[[ Data open ]]
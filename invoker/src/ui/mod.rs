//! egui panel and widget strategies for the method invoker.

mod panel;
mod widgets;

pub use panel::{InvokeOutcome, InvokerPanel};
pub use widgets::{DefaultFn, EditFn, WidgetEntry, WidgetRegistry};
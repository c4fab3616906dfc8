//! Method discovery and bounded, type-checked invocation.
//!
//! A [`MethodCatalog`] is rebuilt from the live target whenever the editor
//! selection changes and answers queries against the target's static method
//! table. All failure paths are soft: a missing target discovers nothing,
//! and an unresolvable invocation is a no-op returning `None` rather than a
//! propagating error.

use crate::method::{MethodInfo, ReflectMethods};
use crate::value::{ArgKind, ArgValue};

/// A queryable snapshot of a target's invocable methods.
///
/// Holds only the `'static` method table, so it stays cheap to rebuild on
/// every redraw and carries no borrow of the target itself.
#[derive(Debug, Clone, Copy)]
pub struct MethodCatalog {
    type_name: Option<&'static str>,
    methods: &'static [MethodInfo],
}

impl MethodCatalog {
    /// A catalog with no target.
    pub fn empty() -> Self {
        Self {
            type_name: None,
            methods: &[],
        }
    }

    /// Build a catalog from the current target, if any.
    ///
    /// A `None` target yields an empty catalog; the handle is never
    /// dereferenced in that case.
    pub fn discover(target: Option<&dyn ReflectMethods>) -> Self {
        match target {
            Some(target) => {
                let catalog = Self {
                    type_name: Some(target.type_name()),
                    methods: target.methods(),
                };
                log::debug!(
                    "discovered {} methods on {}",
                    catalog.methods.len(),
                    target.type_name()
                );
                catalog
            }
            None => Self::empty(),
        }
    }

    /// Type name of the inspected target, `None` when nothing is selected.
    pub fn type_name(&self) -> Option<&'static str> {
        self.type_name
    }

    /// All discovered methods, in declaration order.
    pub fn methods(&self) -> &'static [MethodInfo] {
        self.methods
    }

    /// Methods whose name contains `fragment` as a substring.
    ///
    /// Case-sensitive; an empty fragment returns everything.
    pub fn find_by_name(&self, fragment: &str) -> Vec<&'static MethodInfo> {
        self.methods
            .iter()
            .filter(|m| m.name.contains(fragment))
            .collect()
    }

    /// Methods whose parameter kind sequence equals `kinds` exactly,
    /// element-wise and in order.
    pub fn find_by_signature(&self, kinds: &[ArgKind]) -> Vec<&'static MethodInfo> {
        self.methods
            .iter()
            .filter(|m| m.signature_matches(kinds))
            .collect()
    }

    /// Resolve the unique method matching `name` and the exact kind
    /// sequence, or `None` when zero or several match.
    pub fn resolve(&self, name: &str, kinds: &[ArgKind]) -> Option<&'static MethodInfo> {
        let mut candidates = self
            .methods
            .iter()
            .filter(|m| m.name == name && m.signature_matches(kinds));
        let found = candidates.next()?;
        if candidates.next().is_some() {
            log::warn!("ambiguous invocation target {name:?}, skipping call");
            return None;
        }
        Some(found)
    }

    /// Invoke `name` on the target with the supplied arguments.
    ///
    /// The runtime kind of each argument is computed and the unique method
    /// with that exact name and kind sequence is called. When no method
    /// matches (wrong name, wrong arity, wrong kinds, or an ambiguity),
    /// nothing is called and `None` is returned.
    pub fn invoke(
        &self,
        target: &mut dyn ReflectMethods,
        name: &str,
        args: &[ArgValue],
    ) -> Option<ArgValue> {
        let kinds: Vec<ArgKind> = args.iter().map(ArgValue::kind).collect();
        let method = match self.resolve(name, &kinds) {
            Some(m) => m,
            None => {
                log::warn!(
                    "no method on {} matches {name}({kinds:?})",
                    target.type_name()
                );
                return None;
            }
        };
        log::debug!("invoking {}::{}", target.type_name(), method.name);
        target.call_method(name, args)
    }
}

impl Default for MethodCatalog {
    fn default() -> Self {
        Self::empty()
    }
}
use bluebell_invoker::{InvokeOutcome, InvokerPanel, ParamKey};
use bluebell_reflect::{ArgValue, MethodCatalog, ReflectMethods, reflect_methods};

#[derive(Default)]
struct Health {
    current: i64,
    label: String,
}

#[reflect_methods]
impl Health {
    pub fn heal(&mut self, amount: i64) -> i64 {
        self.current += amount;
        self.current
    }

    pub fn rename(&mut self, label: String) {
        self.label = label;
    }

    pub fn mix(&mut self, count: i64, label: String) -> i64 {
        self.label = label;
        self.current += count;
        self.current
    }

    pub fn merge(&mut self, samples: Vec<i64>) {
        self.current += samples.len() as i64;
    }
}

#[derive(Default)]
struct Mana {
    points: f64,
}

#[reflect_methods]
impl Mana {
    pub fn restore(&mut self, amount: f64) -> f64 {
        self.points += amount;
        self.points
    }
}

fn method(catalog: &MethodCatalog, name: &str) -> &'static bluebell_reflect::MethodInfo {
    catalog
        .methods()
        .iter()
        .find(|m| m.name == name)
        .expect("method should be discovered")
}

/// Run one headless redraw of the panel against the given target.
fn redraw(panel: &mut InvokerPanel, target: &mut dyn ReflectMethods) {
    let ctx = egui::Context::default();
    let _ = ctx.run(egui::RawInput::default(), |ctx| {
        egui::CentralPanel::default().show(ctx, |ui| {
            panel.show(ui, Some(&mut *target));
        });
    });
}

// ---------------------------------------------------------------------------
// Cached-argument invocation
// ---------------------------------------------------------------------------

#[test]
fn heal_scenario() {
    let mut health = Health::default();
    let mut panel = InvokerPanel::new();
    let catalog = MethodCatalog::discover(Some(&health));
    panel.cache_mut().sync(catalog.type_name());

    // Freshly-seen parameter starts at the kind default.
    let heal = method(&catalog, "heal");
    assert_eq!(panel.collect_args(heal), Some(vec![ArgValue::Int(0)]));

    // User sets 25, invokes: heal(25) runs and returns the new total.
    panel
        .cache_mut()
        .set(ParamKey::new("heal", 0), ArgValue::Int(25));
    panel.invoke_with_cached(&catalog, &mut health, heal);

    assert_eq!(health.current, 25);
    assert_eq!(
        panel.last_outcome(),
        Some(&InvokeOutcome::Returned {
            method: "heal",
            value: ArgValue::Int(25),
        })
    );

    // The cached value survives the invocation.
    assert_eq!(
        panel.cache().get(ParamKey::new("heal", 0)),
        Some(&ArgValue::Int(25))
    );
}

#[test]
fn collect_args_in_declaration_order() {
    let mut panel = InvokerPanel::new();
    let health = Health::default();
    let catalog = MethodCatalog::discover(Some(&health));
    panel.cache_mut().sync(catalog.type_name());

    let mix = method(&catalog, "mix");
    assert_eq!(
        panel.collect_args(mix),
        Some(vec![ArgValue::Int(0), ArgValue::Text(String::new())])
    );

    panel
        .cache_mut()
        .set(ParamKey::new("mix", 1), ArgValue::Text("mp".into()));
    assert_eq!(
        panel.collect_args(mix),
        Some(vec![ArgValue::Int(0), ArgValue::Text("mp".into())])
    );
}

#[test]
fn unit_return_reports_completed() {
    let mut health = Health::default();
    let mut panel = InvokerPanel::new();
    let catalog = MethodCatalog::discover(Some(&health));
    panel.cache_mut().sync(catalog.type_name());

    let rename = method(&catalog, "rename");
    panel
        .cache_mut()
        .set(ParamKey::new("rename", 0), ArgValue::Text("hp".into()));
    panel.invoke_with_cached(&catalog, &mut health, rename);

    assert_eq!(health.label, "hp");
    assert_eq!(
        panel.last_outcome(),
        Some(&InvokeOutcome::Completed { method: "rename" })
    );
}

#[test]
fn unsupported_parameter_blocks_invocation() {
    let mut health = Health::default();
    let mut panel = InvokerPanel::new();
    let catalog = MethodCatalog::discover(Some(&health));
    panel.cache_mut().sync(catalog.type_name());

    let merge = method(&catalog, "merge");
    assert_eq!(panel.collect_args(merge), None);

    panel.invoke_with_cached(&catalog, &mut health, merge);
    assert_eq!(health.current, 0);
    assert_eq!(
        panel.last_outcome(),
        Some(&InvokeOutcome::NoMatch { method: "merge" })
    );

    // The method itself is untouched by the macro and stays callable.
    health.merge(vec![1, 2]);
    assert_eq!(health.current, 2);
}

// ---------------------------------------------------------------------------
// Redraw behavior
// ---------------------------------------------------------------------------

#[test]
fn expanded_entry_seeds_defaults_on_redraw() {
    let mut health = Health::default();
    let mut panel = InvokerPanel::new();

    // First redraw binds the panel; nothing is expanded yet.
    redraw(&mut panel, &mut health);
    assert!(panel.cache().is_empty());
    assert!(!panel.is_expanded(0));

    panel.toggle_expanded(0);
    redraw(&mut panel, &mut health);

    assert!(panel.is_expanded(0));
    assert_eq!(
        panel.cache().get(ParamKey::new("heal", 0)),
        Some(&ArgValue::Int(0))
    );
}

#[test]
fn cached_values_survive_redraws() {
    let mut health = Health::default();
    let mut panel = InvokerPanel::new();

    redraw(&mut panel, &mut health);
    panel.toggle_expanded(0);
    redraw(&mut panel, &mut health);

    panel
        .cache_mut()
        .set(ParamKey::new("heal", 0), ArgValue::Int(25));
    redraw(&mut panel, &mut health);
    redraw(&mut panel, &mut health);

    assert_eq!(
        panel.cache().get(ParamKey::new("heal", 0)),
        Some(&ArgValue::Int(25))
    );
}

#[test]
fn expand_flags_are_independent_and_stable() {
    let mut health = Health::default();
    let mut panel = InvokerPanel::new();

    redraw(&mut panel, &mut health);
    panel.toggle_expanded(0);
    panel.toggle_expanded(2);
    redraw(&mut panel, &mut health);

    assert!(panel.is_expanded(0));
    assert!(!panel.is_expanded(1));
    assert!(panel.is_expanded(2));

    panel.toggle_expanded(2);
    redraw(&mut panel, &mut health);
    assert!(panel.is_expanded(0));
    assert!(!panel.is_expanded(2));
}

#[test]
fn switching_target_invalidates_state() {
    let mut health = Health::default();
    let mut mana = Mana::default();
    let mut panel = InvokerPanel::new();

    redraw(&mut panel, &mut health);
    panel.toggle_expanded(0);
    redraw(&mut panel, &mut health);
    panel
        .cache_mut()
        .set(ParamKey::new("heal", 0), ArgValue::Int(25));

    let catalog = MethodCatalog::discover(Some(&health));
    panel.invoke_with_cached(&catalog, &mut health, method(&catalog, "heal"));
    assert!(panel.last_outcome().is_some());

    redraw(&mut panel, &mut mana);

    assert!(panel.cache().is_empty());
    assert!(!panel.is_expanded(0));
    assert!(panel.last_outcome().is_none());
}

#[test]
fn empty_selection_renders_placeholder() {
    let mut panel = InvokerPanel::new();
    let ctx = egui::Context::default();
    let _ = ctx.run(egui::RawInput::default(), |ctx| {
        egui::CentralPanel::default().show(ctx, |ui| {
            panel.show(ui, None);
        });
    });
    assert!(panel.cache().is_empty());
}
[[ Data closed ]]
## Exercise directions
What lines above contain the string "widgets"? Copy all of them.

## Solution to this exercise
mod widgets;
pub use widgets::{DefaultFn, EditFn, WidgetEntry, WidgetRegistry};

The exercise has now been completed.